2023-07-18 14:48 GMT+02:00, someniatko <somenia...@gmail.com>:
> I am glad this topic arose! I was also planning to write on this topic to
> the internals mailing list, but have abandoned this idea, because I feel it
> might be inconvenient for the real active PHP developers on the list to
> receive too many emails from the people which don't actively participate in
> the development itself.
>
> My interest in the pipe operator might seem a little non-standard -
> basically what I'd really want to see is a **nullable** pipe operator!
>
> There is a popular library github.com/schmittjoh/php-option, which has 250
> MILLION installations. Basically what it provides is a class-wrapper of a
> value of lack thereof: it's either `Some<Type>` or `None`. I also maintain
> a similar library https://packagist.org/packages/someniatko/result-type
> which fixes some shortcomings of the original one related to the static
> analysis, but this is another story.

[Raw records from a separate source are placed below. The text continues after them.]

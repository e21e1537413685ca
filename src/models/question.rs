use crate::collection::Searchable;
use crate::dto::CreateQuestionRequest;
use crate::models::Profile;
use crate::store::{Draft, Engagement, Record, StoreError};
use serde::Serialize;
use uuid::Uuid;

string_enum! {
    QuestionCategory {
        Academic => "academic",
        Events => "events",
        Services => "services",
        Technical => "technical",
        General => "general",
        Campus => "campus",
    }
}

impl Default for QuestionCategory {
    fn default() -> Self {
        QuestionCategory::General
    }
}

string_enum! {
    QuestionStatus {
        Open => "open",
        Answered => "answered",
        Closed => "closed",
    }
}

string_enum! {
    QuestionFlag {
        Like => "like",
    }
}

/// A post on the Q&A board.
#[derive(Debug, Clone, Serialize)]
pub struct Question {
    pub id: Uuid,
    pub title: String,
    pub description: String,
    pub author: String,
    #[serde(skip_serializing_if = "Option::is_none")]
    pub created_by: Option<String>,
    pub category: QuestionCategory,
    pub status: QuestionStatus,
    pub created_at: i64,
    pub likes: Engagement,
    pub replies: u32,
    pub tags: Vec<String>,
}

impl Searchable for Question {
    type Category = QuestionCategory;
    type Status = QuestionStatus;

    fn search_fields(&self) -> Vec<&str> {
        vec![
            self.title.as_str(),
            self.description.as_str(),
            self.author.as_str(),
        ]
    }

    fn in_category(&self, category: &QuestionCategory) -> bool {
        self.category == *category
    }

    fn has_status(&self, status: &QuestionStatus) -> bool {
        self.status == *status
    }

    fn owner(&self) -> Option<&str> {
        self.created_by.as_deref()
    }
}

impl Record for Question {
    type Flag = QuestionFlag;

    fn id(&self) -> Uuid {
        self.id
    }

    fn toggle(&mut self, flag: QuestionFlag) -> Result<(), StoreError> {
        match flag {
            QuestionFlag::Like => self.likes.toggle(),
        }
        Ok(())
    }
}

impl Draft for CreateQuestionRequest {
    type Record = Question;

    fn into_record(self, id: Uuid, author: &Profile, created_at: i64) -> Question {
        Question {
            id,
            title: self.title.trim().to_string(),
            description: self.description.trim().to_string(),
            author: author.name.clone(),
            created_by: Some(author.email.clone()),
            category: self.category,
            status: QuestionStatus::Open,
            created_at,
            likes: Engagement::new(false, 0),
            replies: 0,
            tags: self.tags,
        }
    }
}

Basically what the stats tell us is
> that such stuff is popular among the PHP community.
>
> In my eyes, it is actually semantically equivalent to the nullable PHP
> types: `?Type`. And some operations provided by the lib, are actually
> covered by PHP itself, which has multiple null-friendly operators:
> `$option->getOrElse($defaultVal)` --> `$nullable ?? $defaultVal`
> `$option->isEmpty()` --> `$nullable === null`
> `$option->getOrThrow(new \Exception('blah'))` --> `$nullable ?? throw new
> \Exception('blah')`
>
> I'd like to use the arguably "more idiomatic" native PHP nullables, rather
> than a foreign-feeling userspace construct, if they were more convenient.
>
> But there is a very important operation, `map()`, which is unfortunately
> not covered by the native PHP, which is `Option::map()`, and here is a
> real-world example:
> ```
> return $repository->getById($idFromHttpRequest)
>     ->map($serializer->serializeToJson(...)) // only executes when the
> Option is Some, not None
>     ->map(fn (string $json) => new Response(status: 200, content: $json))
>     ->getOrElse(new Response(status: 404));
> ```

Ehm, wouldn't that be the same as a Pipe class that's configured to
stop on null?

public function getThing($id) {
  return new Pipe(
    $this->getData(...),
    $this->serializeData(...),
    $this->mapToResponse(...)
  )
  ->stopOnEmpty()
  ->from($id)
  ->run();
}

Wait, are you using map() for arrays or not? Looks like not.